The interfaces in the admin package that relate to health monitoring are:
  • GemFireHealth—Health configuration and monitoring for a distributed system. Includes set and get methods for distributed system health configuration (DistributedSystemHealthConfig) and for components residing on individual host machines in the distributed system (GemFireHealthConfig). Also provides methods for getting the overall health of the system, for retrieving diagnostic information in the case of ill health, and for resetting all health indicators in the system to optimal.
  • DistributedSystemHealthConfig—Health configuration for the distributed system. Settings include the number of unexpected departures from the distributed system by system members.
  • GemFireHealthConfig—Health configuration for components of a distributed system that reside on a given machine. This combines MemberHealthConfig, and CacheHealthConfig.
  • CacheHealthConfig—Health configuration for cache instances. Settings include:
    • Durations for netSearch and load operations
    • Cache hit ratio
    • Event delivery queue size
  • MemberHealthConfig—Health configuration for distributed system members. Settings include:
    • JVM process size
    • Incoming and outgoing message queue sizes
    • Number of timeouts waiting for replies from other members
    • Multicast retransmission rates
  • GemFireHealth.Health—An enumerated type for the health of GemFire.

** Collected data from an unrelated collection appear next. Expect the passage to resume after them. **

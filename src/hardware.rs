pub mod messaging;
mod settings;
mod logger;

use std::sync::Arc;

use tokio::runtime::Handle;

#[cfg(target_os = "android")]
use jni::JavaVM;

pub use messaging::{Messaging, MessagingError, NativeMessaging, OsMessaging, LaunchIntent, Notification};
pub use settings::{Settings, SettingsError};
pub use logger::Logger;

use crate::config::MessagingConfig;

/// Hardware context contains interfaces to the platform services.
/// All interfaces are clonable and internally synchronized, safe to call from multiple places.
#[derive(Clone)]
pub struct Context {
    pub messaging: Messaging,
    pub settings: Settings,
}

impl Context {
    pub(crate) fn new(native: Arc<dyn NativeMessaging>, settings: Settings, config: MessagingConfig, runtime: Handle) -> Self {
        Self {
            messaging: Messaging::init(native, config, runtime),
            settings,
        }
    }

    /// The push SDK binding for the current target.
    pub fn os_messaging() -> Arc<dyn NativeMessaging> {
        Arc::new(OsMessaging::new())
    }

    pub fn handle_app_launch(&self, intent: &LaunchIntent) {
        self.messaging.handle_app_launch(intent);
    }

    /// Hands the JavaVM to the messaging binding when the library is not loaded through `JNI_OnLoad`.
    #[cfg(target_os = "android")]
    pub fn initialize(vm: JavaVM) {
        OsMessaging::init_java_vm(vm);
    }
}
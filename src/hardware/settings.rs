use std::path::Path;
use std::sync::Arc;
use std::time::Duration;

use serde::{Serialize, Deserialize};
use thiserror::Error;
use tokio::sync::Mutex;

pub use rusqlite::Connection;

#[derive(Debug, Error)]
pub enum SettingsError {
    #[error("settings store: {0}")]
    Sqlite(#[from] rusqlite::Error),
    #[error("settings directory: {0}")]
    Io(#[from] std::io::Error),
    #[error("settings value encoding: {0}")]
    Encoding(#[from] serde_json::Error),
    #[error("settings value encoding: {0}")]
    Hex(#[from] hex::FromHexError),
}

/// Durable application key/value settings.
#[derive(Debug, Clone)]
pub struct Settings(
    Arc<Mutex<Connection>>
);

impl Settings {
    /// Opens (or creates) `settings.db` in `dir`.
    pub fn open(dir: impl AsRef<Path>) -> Result<Self, SettingsError> {
        std::fs::create_dir_all(dir.as_ref())?;
        let db = Connection::open(dir.as_ref().join("settings.db"))?;
        Self::with_connection(db)
    }

    pub fn in_memory() -> Result<Self, SettingsError> {
        Self::with_connection(Connection::open_in_memory()?)
    }

    fn with_connection(db: Connection) -> Result<Self, SettingsError> {
        db.busy_timeout(Duration::ZERO)?;
        db.execute(
            "CREATE TABLE if not exists kvs(key TEXT NOT NULL UNIQUE, value TEXT);", []
        )?;
        Ok(Settings(Arc::new(Mutex::new(db))))
    }

    pub async fn set<V: Serialize>(&self, key: &str, value: &V) -> Result<(), SettingsError> {
        self.0.lock().await.set(key, value)
    }

    pub async fn get<V: for<'a> Deserialize<'a>>(&self, key: &str) -> Result<Option<V>, SettingsError> {
        self.0.lock().await.get(key)
    }

    pub async fn get_bool(&self, key: &str, default: bool) -> Result<bool, SettingsError> {
        Ok(self.get(key).await?.unwrap_or(default))
    }

    pub async fn set_bool(&self, key: &str, value: bool) -> Result<(), SettingsError> {
        self.set(key, &value).await
    }
}

pub trait RustSqlite {
    fn set<V: Serialize>(&self, key: &str, value: &V) -> Result<(), SettingsError>;
    fn get<V: for<'a> Deserialize<'a>>(&self, key: &str) -> Result<Option<V>, SettingsError>;
}

impl RustSqlite for Connection {
    fn set<V: Serialize>(&self, key: &str, value: &V) -> Result<(), SettingsError> {
        self.execute(
            "INSERT INTO kvs(key, value) VALUES (?1, ?2) ON CONFLICT(key) DO UPDATE SET value=excluded.value;",
            [key, &hex::encode(serde_json::to_vec(value)?)]
        )?;
        Ok(())
    }

    fn get<V: for<'a> Deserialize<'a>>(&self, key: &str) -> Result<Option<V>, SettingsError> {
        let mut statement = self.prepare("SELECT value FROM kvs WHERE key = ?1")?;
        let mut rows = statement.query([key])?;
        match rows.next()? {
            Some(row) => {
                let item: String = row.get(0)?;
                Ok(Some(serde_json::from_slice(&hex::decode(item)?)?))
            }
            None => Ok(None),
        }
    }
}

#[cfg(test)]
#[path = "settings_tests.rs"]
mod tests;
use std::future::Future;

pub use async_trait::async_trait;
pub use tokio::time::Duration;
use tokio::runtime::Handle;

///Owns the async runtime. Messaging and the view-model schedule deferred work on it,
///native callbacks reach it through a cloned [`Handle`].
pub struct Runtime {
    runtime: tokio::runtime::Runtime,
}

impl Runtime {
    pub fn start() -> std::io::Result<Self> {
        let runtime = tokio::runtime::Builder::new_multi_thread().enable_time().build()?;
        Ok(Runtime{runtime})
    }

    pub fn handle(&self) -> Handle {self.runtime.handle().clone()}

    pub fn block_on<F: Future>(&self, future: F) -> F::Output {
        self.runtime.block_on(future)
    }

    pub fn close(self) {
        self.runtime.shutdown_background();
    }
}
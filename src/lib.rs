use std::future::Future;
use std::path::Path;
use std::sync::Arc;

use thiserror::Error;

pub mod config;
pub use config::{Config, ConfigError};

pub mod hardware;
pub use crate::hardware::{
    Messaging,
    MessagingError,
    NativeMessaging,
    LaunchIntent,
    Notification,
    {Settings, SettingsError},
};
pub mod runtime;
use runtime::Runtime;

pub mod dialogs;
pub use dialogs::{Dialogs, LogDialogs};

pub mod view_model;
pub use view_model::{PushViewModel, RegistrationState};

pub mod prelude {
    pub use crate::{MaverickPush, Config, Dialogs, LaunchIntent, PushViewModel};
}

#[derive(Debug, Error)]
pub enum StartError {
    #[error(transparent)]
    Config(#[from] ConfigError),
    #[error(transparent)]
    Settings(#[from] SettingsError),
    #[error("failed to start runtime: {0}")]
    Runtime(#[from] std::io::Error),
}

/// One push-enabled application process: logger, runtime, platform context and view-model.
pub struct MaverickPush<D: Dialogs> {
    runtime: Runtime,
    hardware: hardware::Context,
    view_model: PushViewModel<D>,
}

impl<D: Dialogs> MaverickPush<D> {
    pub fn start(
        native: Arc<dyn NativeMessaging>,
        dialogs: D,
        config: Config,
        settings_dir: impl AsRef<Path>,
    ) -> Result<Self, StartError> {
        hardware::Logger::start(config.log_level()?);
        let runtime = Runtime::start()?;
        let settings = Settings::open(settings_dir)?;
        let hardware = hardware::Context::new(native, settings.clone(), config.messaging.clone(), runtime.handle());
        let view_model = runtime.block_on(PushViewModel::new(
            hardware.messaging.clone(),
            settings,
            dialogs,
            config.view_model.clone(),
        ))?;
        log::info!("Push messaging started");
        Ok(MaverickPush{runtime, hardware, view_model})
    }

    /// Called once by the platform launch hook.
    pub fn on_app_launch(&self, intent: &LaunchIntent) {
        self.hardware.handle_app_launch(intent);
    }

    pub fn view_model(&self) -> &PushViewModel<D> {&self.view_model}

    pub fn hardware(&self) -> &hardware::Context {&self.hardware}

    ///Runs a view-model action to completion on the push runtime.
    pub fn block_on<F: Future>(&self, future: F) -> F::Output {
        self.runtime.block_on(future)
    }

    pub fn close(self) {
        self.hardware.messaging.teardown();
        self.runtime.close();
        log::info!("Push messaging closed");
    }
}

#[cfg(test)]
#[path = "lib_tests.rs"]
mod tests;
#[async_trait]
impl NativeMessaging for OsMessaging {
    fn is_provisioned(&self) -> bool {
        with_env(|env, context| load_class(env, context, MESSAGING_CLASS).map(|_| ())).is_ok()
    }

    fn sender_id(&self, resource: &str) -> Option<String> {
        with_env(|env, context| {
            let resources = env.call_method(context, "getResources", "()Landroid/content/res/Resources;", &[])?.l()?;
            let package = env.call_method(context, "getPackageName", "()Ljava/lang/String;", &[])?.l()?;
            let name = env.new_string(resource)?;
            let kind = env.new_string("string")?;
            let id = env.call_method(
                &resources,
                "getIdentifier",
                "(Ljava/lang/String;Ljava/lang/String;Ljava/lang/String;)I",
                &[JValue::Object(&name), JValue::Object(&kind), JValue::Object(&package)]
            )?.i()?;
            if id == 0 {
                return Ok(None);
            }
            let value = env.call_method(context, "getString", "(I)Ljava/lang/String;", &[JValue::Int(id)])?.l()?;
            Ok(optional_string(env, &JString::from(value)))
        }).unwrap_or_else(|e| {
            log::error!("Failed to look up resource '{resource}': {e}");
            None
        })
    }

    fn register_lifecycle_callbacks(&self) -> Result<(), MessagingError> {
        with_env(|env, context| {
            call_bridge(env, context, "registerLifecycleCallbacks", "(Landroid/app/Application;)V", &[JValue::Object(context.as_obj())]).map(|_| ())
        })
    }

    async fn current_push_token(&self, sender_id: &str) -> Result<Option<String>, MessagingError> {
        let result = bridge_request("getCurrentPushToken", "(Ljava/lang/String;J)V", sender_id).await?;
        match result.success {
            true => Ok(result.value.filter(|token| !token.is_empty())),
            false => Err(MessagingError::Rejected(result.reason.or(result.value).unwrap_or_default())),
        }
    }

    fn set_message_listener(&self, listener: NativeListener) -> Result<(), MessagingError> {
        lock(&LISTENERS).message = Some(listener);
        set_bridge_listener("setMessageListenerEnabled", true)
    }

    fn set_token_listener(&self, listener: NativeListener) -> Result<(), MessagingError> {
        lock(&LISTENERS).token = Some(listener);
        set_bridge_listener("setTokenListenerEnabled", true)
    }

    fn clear_listeners(&self) {
        *lock(&LISTENERS) = Listeners{message: None, token: None, action: None};
        for method in ["setMessageListenerEnabled", "setTokenListenerEnabled"] {
            if let Err(e) = set_bridge_listener(method, false) {
                log::warn!("Failed to disable bridge listener {method}: {e}");
            }
        }
    }

    fn register(&self, sender_id: &str) -> Result<(), MessagingError> {
        with_env(|env, context| {
            let sender_id = env.new_string(sender_id)?;
            call_bridge(env, context, "registerForPushNotifications", "(Ljava/lang/String;)V", &[JValue::Object(&sender_id)]).map(|_| ())
        })
    }

    fn unregister(&self, sender_id: Option<&str>) -> Result<(), MessagingError> {
        with_env(|env, context| {
            let sender_id = match sender_id {
                Some(id) => JObject::from(env.new_string(id)?),
                None => JObject::null(),
            };
            call_bridge(env, context, "unregisterForPushNotifications", "(Ljava/lang/String;)V", &[JValue::Object(&sender_id)]).map(|_| ())
        })
    }

    async fn subscribe_to_topic(&self, topic: &str) -> Result<(), TaskFailure> {
        topic_task("subscribeToTopic", topic).await
    }

    async fn unsubscribe_from_topic(&self, topic: &str) -> Result<(), TaskFailure> {
        topic_task("unsubscribeFromTopic", topic).await
    }

    fn sdk_version(&self) -> u32 {
        with_env(|env, _| env.get_static_field("android/os/Build$VERSION", "SDK_INT", "I")?.i())
            .map(|version| version.max(0) as u32)
            .unwrap_or_else(|e| {
                log::error!("Failed to read SDK_INT: {e}");
                0
            })
    }

    fn notifications_enabled(&self) -> Result<bool, MessagingError> {
        with_env(|env, context| {
            let class = load_class(env, context, NOTIFICATION_MANAGER_CLASS)?;
            let manager = env.call_static_method(
                &class,
                "from",
                "(Landroid/content/Context;)Landroidx/core/app/NotificationManagerCompat;",
                &[JValue::Object(context.as_obj())]
            )?.l()?;
            env.call_method(&manager, "areNotificationsEnabled", "()Z", &[])?.z()
        })
    }

    fn register_interactive_push(&self, settings: &IosPushSettings, listener: Option<ActionListener>) -> Result<(), MessagingError> {
        if let Some(interactive) = &settings.interactive_settings {
            log::warn!(
                "Interactive notification categories are iOS-only, ignoring {} actions and {} categories",
                interactive.actions.len(), interactive.categories.len()
            );
        }
        lock(&LISTENERS).action = listener;
        Ok(())
    }
}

Health monitoring is managed from the GemFireHealth interface. You use it to set and access configuration settings for the distributed system and for system components. You can set default configuration settings for distributed system components that you can override for any host machine. This figure shows the relationships between the interfaces.

Figure 2. Setting the GemFire Health Configuration

GemFireHealth oversees all configuration settings and provides monitoring and management tools. The host machines that do not have a GemFireHealthConfig associated with them are monitored using the default GemFire health configuration settings.

GemFire health configuration settings cover cache and member configurations. Member configuration settings apply to each member in the distributed system. Cache settings apply to every cache in the system.